Принес он мне кулек с конфетами и банку варенья. Рассказал, что ему удалось вырвать у властей конфискованные драгоценности, которые Генни оставила мне в наследство. Отныне они будут находиться в управлении тюрьмы, и в тот день, когда я выйду на свободу, мне их возвратят. «Пусть будет у тебя хоть грош за душой», — добавил он.

— Нет в том нужды, — довольно глупо ответила я.
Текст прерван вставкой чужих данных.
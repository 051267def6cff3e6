//! Offline player data persistence.
//!
//! One JSON document per player UUID under the configured data directory.
//! Only the persistent regions are stored; crafting grid and cursor are
//! session-local and never serialized.

use std::io;
use std::path::PathBuf;

use serde::{Deserialize, Serialize};
use spyglass_core::config::SPYGLASS_CONFIG;
use spyglass_core::holder::{HolderProfile, PlayerHolder, RegionKind, ShadowHolder};
use spyglass_registry::ItemStack;
use thiserror::Error;
use uuid::Uuid;

/// Errors from loading or saving player data.
#[derive(Debug, Error)]
pub enum StorageError {
    /// No inventory data has ever been recorded for the player.
    #[error("no inventory data recorded for player {0}")]
    NotFound(Uuid),
    /// The data file could not be read or written.
    #[error("failed to access player data: {0}")]
    Io(#[from] io::Error),
    /// The data file exists but does not parse.
    #[error("malformed player data: {0}")]
    Malformed(#[from] serde_json::Error),
}

/// The persisted regions of one player, detached from any holder so it can
/// be captured on the simulation thread and written elsewhere.
#[derive(Debug, Clone, Serialize, Deserialize)]
pub struct PlayerSnapshot {
    name: String,
    main: Vec<ItemStack>,
    armor: Vec<ItemStack>,
    off_hand: Vec<ItemStack>,
}

impl PlayerSnapshot {
    /// Captures the persistent regions of a holder.
    #[must_use]
    pub fn capture(holder: &dyn PlayerHolder) -> Self {
        Self {
            name: holder.profile().name.clone(),
            main: holder.region(RegionKind::Main).to_vec(),
            armor: holder.region(RegionKind::Armor).to_vec(),
            off_hand: holder.region(RegionKind::OffHand).to_vec(),
        }
    }

    fn into_shadow(self, uuid: Uuid) -> ShadowHolder {
        ShadowHolder::from_regions(
            HolderProfile::new(uuid, self.name),
            self.main,
            self.armor,
            self.off_hand,
        )
    }
}

/// Disk-backed store of per-player inventory documents.
#[derive(Debug, Clone)]
pub struct PlayerDataStore {
    dir: PathBuf,
}

impl PlayerDataStore {
    /// Creates a store rooted at the given directory.
    #[must_use]
    pub fn new(dir: impl Into<PathBuf>) -> Self {
        Self { dir: dir.into() }
    }

    /// Creates a store rooted at the configured data directory.
    #[must_use]
    pub fn from_config() -> Self {
        Self::new(SPYGLASS_CONFIG.data_dir.clone())
    }

    fn path_for(&self, uuid: Uuid) -> PathBuf {
        self.dir.join(format!("{uuid}.json"))
    }

    /// Loads a player's shadow holder from storage.
    ///
    /// Returns [`StorageError::NotFound`] when the player has no recorded
    /// data; callers must not construct a container in that case.
    pub async fn load(&self, uuid: Uuid) -> Result<ShadowHolder, StorageError> {
        let path = self.path_for(uuid);
        let raw = match tokio::fs::read(&path).await {
            Ok(raw) => raw,
            Err(error) if error.kind() == io::ErrorKind::NotFound => {
                return Err(StorageError::NotFound(uuid));
            }
            Err(error) => return Err(error.into()),
        };
        let snapshot: PlayerSnapshot = serde_json::from_slice(&raw)?;
        Ok(snapshot.into_shadow(uuid))
    }

    /// Writes a player's snapshot to storage.
    pub async fn save(&self, uuid: Uuid, snapshot: &PlayerSnapshot) -> Result<(), StorageError> {
        tokio::fs::create_dir_all(&self.dir).await?;
        let raw = serde_json::to_vec_pretty(snapshot)?;
        tokio::fs::write(self.path_for(uuid), raw).await?;
        log::debug!("Saved inventory data for {} ({uuid})", snapshot.name);
        Ok(())
    }
}
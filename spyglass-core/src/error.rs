//! Error types for inventory operations.

use thiserror::Error;

/// Errors raised by container slot access.
#[derive(Debug, Clone, PartialEq, Eq, Error)]
pub enum InventoryError {
    /// A slot index at or beyond the container size was used.
    #[error("slot index {index} out of bounds for container of size {size}")]
    SlotOutOfRange {
        /// The offending index.
        index: usize,
        /// The container's slot count.
        size: usize,
    },
}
— Никто не знает, что готовит ему день грядущий. Теперь он выглядел смущенным. Может, был разочарован тем, что я не оценила по достоинству его усилий.

Чтобы как-то исправить впечатление, я сказала:

— У меня все в порядке.

И замолчала, словно все слова иссякли.

Он тоже не знал, что еще сказать мне. Поднялся. Никто нас не торопил, но я — сама не знаю почему — заторопилась и вернулась к себе в барак.

Ночью я все пытаюсь найти путь к моим близким. Мне почему-то казалось, что если доберусь я до Генни, — доберусь и до остальных. Но это чувство направило меня по ложному следу. Ночи становились все непрогляднее, ни щелочки, ни просвета, только сгустившаяся тьма. И здесь, на нарах, — так же, как в любом кабаке, — на чем свет проклинали и во всем винили евреев. Если бы не евреи — все было бы по-другому. Надо стереть их с лица землм. Эти голоса не мерещились мне. Они доносились ясно — словно мычание коровы или похабная частушка.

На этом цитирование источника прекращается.